Und doch: Der Staat muss sich wehren gegen Angriffe auf seine Grundfesten

Das Ganze könnte ein Spektakel werden, das Trumps ohnehin zornige Basis mit zusätzlicher Energie auflädt, den Republikanern ein Thema bietet, hinter dem sie sich versammeln können, und an dessen Ende Trump erneut ungeschoren davonkommt.

Ganz abgesehen von diesen Überlegungen steht die Frage im Raum, ob es juristisch überhaupt möglich ist, ein solches Verfahren gegen einen Präsidenten zu führen, der nicht mehr im Amt ist. Dazu gibt es verschiedene Ansichten, vermutlich müsste der Supreme Court diese Frage klären. Es droht ein langer, ein komplizierter, ein quälender Prozess.
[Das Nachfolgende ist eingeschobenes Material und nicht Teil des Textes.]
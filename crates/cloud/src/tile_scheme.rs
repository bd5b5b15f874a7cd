//! BlueTopo tile-scheme GeoPackage.
//!
//! The tile scheme is a GeoPackage with one feature table whose rows carry the
//! tile name, a link to the tile's GeoTIFF and the tile footprint.

use std::path::{Path, PathBuf};

use rusqlite::{Connection, OpenFlags};
use tracing::{debug, warn};

use vbicompare_core::BBox;

use crate::bucket::ObjectEntry;
use crate::error::{CloudError, Result};
use crate::gpb;

/// One tile of the scheme.
#[derive(Debug, Clone, PartialEq)]
pub struct TileDescriptor {
    pub tile: String,
    /// HTTP(S) link to the tile's GeoTIFF, if the tile has been published.
    pub geotiff_url: Option<String>,
    pub extent: BBox,
}

/// An open tile-scheme GeoPackage.
pub struct TileScheme {
    conn: Connection,
    table: String,
    path: PathBuf,
}

impl TileScheme {
    /// Open a tile scheme read-only.
    pub fn open(path: &Path) -> Result<Self> {
        if !path.exists() {
            return Err(CloudError::NotFound(format!(
                "can't find GeoPackage file at '{}'",
                path.display()
            )));
        }

        let conn = Connection::open_with_flags(path, OpenFlags::SQLITE_OPEN_READ_ONLY)
            .map_err(|e| CloudError::GeoPackage(format!("can't open '{}': {e}", path.display())))?;

        let table: Option<String> = conn
            .query_row("SELECT table_name FROM gpkg_contents", [], |row| row.get(0))
            .map(Some)
            .or_else(|e| match e {
                rusqlite::Error::QueryReturnedNoRows => Ok(None),
                e => Err(CloudError::GeoPackage(format!(
                    "'{}' is not a GeoPackage: {e}",
                    path.display()
                ))),
            })?;

        let table = table.ok_or_else(|| {
            CloudError::GeoPackage(format!("no tile scheme tables in '{}'", path.display()))
        })?;

        // The table name is spliced into SQL, so it must be a plain identifier
        if !is_safe_table_name(&table) {
            return Err(CloudError::GeoPackage(format!(
                "invalid tile scheme table name '{table}' in '{}'",
                path.display()
            )));
        }

        debug!(table = %table, path = %path.display(), "opened tile scheme");
        Ok(Self {
            conn,
            table,
            path: path.to_path_buf(),
        })
    }

    pub fn table_name(&self) -> &str {
        &self.table
    }

    pub fn path(&self) -> &Path {
        &self.path
    }

    /// Every tile whose footprint intersects `bbox` (touching counts).
    pub fn tiles_intersecting(&self, bbox: &BBox) -> Result<Vec<TileDescriptor>> {
        let sql = format!("SELECT tile, GeoTIFF_Link, geom FROM {}", self.table);
        let mut stmt = self.conn.prepare(&sql)?;
        let mut rows = stmt.query([])?;

        let mut tiles = Vec::new();
        while let Some(row) = rows.next()? {
            let tile: Option<String> = row.get(0)?;
            let link: Option<String> = row.get(1)?;
            let geom: Option<Vec<u8>> = row.get(2)?;

            let (Some(tile), Some(geom)) = (tile, geom) else {
                continue;
            };
            let extent = match gpb::geometry_extent(&geom) {
                Ok(Some(extent)) => extent,
                Ok(None) => continue,
                Err(e) => {
                    warn!(tile = %tile, error = %e, "skipping tile with unreadable footprint");
                    continue;
                }
            };
            if extent.intersects(bbox) {
                tiles.push(TileDescriptor {
                    tile,
                    geotiff_url: link.filter(|l| !l.trim().is_empty()),
                    extent,
                });
            }
        }

        debug!(table = %self.table, matches = tiles.len(), "tile query");
        Ok(tiles)
    }
}

/// `^[A-Za-z][A-Za-z0-9_]*$`
pub fn is_safe_table_name(name: &str) -> bool {
    let mut chars = name.chars();
    matches!(chars.next(), Some(c) if c.is_ascii_alphabetic())
        && chars.all(|c| c.is_ascii_alphanumeric() || c == '_')
}

/// The newest tile-scheme GeoPackage among listed objects.
///
/// Scheme file names embed their publication timestamp, so the greatest key
/// is the newest.
pub fn latest_scheme_object(entries: &[ObjectEntry]) -> Option<&ObjectEntry> {
    entries
        .iter()
        .filter(|e| e.key.ends_with(".gpkg"))
        .max_by(|a, b| a.key.cmp(&b.key))
}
Wäre es daher nicht weiser zu warten, bis Trump am 20. Januar ohnehin aus dem Amt scheidet und sich an die Aufräumarbeiten zu machen?
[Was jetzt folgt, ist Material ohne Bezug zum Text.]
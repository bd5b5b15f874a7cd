//! NOAA ENC chart status service.
//!
//! Each usage band is published as its own map-service layer. Tile and track
//! overlap queries cover layers 1-4 (bands 2-5).

use tracing::{debug, warn};

use vbicompare_core::request::chart_band;
use vbicompare_core::{BBox, GeoPoint, Region};

use crate::arcgis::{FeatureLayer, Paging, QueryParams};
use crate::error::Result;
use crate::http::HttpClient;

/// Default `MapServer` root of the chart status service.
pub const DEFAULT_CHART_SERVICE_URL: &str =
    "https://gis.charttools.noaa.gov/arcgis/rest/services/MarineChart_Services/Status_New_NOAA_ENCs/MapServer";

/// Layers searched for charts overlapping an area or track.
pub const OVERLAP_LAYERS: [u8; 4] = [1, 2, 3, 4];

/// Paths sent per polyline request.
const TRACKS_PER_REQUEST: usize = 200;

/// A chart and its coverage outline.
#[derive(Debug, Clone, PartialEq)]
pub struct ChartOutline {
    pub name: String,
    pub ring: Vec<GeoPoint>,
    pub extent: BBox,
}

/// Client for the chart status service.
#[derive(Clone)]
pub struct ChartService {
    http: HttpClient,
    service_url: String,
    paging: Paging,
}

impl ChartService {
    pub fn new(http: HttpClient, service_url: impl Into<String>, paging: Paging) -> Self {
        Self {
            http,
            service_url: service_url.into(),
            paging,
        }
    }

    fn layer(&self, layer: u8) -> FeatureLayer {
        FeatureLayer::new(self.http.clone(), &self.service_url, layer)
    }

    /// Coverage of one chart, looked up on the layer named by its band digit.
    ///
    /// Returns `None` when the name has no band digit or the service does not
    /// know the chart.
    pub async fn chart_extent(&self, cell_name: &str) -> Result<Option<Region>> {
        let Some(band) = chart_band(cell_name) else {
            warn!(cell_name, "chart name has no band digit");
            return Ok(None);
        };

        let params = QueryParams::new().where_eq("CELL_NAME", cell_name);
        let features = self.layer(band).query_all(&params, self.paging).await?.features;

        let extent = features
            .iter()
            .filter_map(|f| f.geometry.as_ref()?.extent())
            .reduce(|a, b| a.union(&b));

        debug!(cell_name, band, found = extent.is_some(), "chart extent");
        Ok(extent.map(|b| Region::from_bbox(&b)))
    }

    /// Charts whose coverage intersects `bbox`, unique by name in first-seen order.
    pub async fn charts_in_area(&self, bbox: &BBox) -> Result<Vec<ChartOutline>> {
        let params = QueryParams::new().envelope(bbox);
        let mut out: Vec<ChartOutline> = Vec::new();

        for layer in OVERLAP_LAYERS {
            for feature in self.layer(layer).query_all(&params, self.paging).await?.features {
                let Some(name) = feature.attr_str("cell_name") else {
                    continue;
                };
                if out.iter().any(|c| c.name == name) {
                    continue;
                }
                let Some(ring) = feature.first_ring() else {
                    continue;
                };
                let Some(extent) = BBox::enclosing(ring.iter().map(|p| (p.lon, p.lat))) else {
                    continue;
                };
                out.push(ChartOutline {
                    name: name.to_string(),
                    ring,
                    extent,
                });
            }
        }

        Ok(out)
    }

    /// Charts whose coverage intersects `region`.
    pub async fn charts_in_region(&self, region: &Region) -> Result<Vec<ChartOutline>> {
        self.charts_in_area(&region.bbox()).await
    }

    /// Names of charts crossed by any of the track polylines.
    pub async fn charts_crossing_tracks(&self, tracks: &[Vec<GeoPoint>]) -> Result<Vec<String>> {
        let tracks: Vec<Vec<GeoPoint>> = tracks.iter().filter(|t| t.len() >= 2).cloned().collect();
        let mut names: Vec<String> = Vec::new();

        for chunk in tracks.chunks(TRACKS_PER_REQUEST) {
            let params = QueryParams::new().polyline(chunk).return_geometry(false);
            for layer in OVERLAP_LAYERS {
                for feature in self.layer(layer).query_all(&params, self.paging).await?.features {
                    if let Some(name) = feature.attr_str("cell_name") {
                        if !names.iter().any(|n| n == name) {
                            names.push(name.to_string());
                        }
                    }
                }
            }
        }

        Ok(names)
    }
}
Zwei Dinge sprechen dagegen. Erstens hoffen die Demokraten, dass vielleicht doch genügend Republikaner mit ihnen stimmen. Zweitens fühlen sie mit einigem Recht, dass sie in Anbetracht der ungeheuerlichen Vorfälle nicht untätig bleiben dürfen. Dass sie auch für künftige Generationen deutlich machen müssen, dass das Unterminieren des demokratischen Prozesses und das Aufstacheln von Teilen des Volkes gegen die Grundfesten des Staates nicht folgenlos bleiben kann. Es mag in Fragen der Praktikabilität und der politischen Taktik nicht die klügste Entscheidung sein, ein zweites Impeachment anzustrengen. Aber sie ist alternativlos.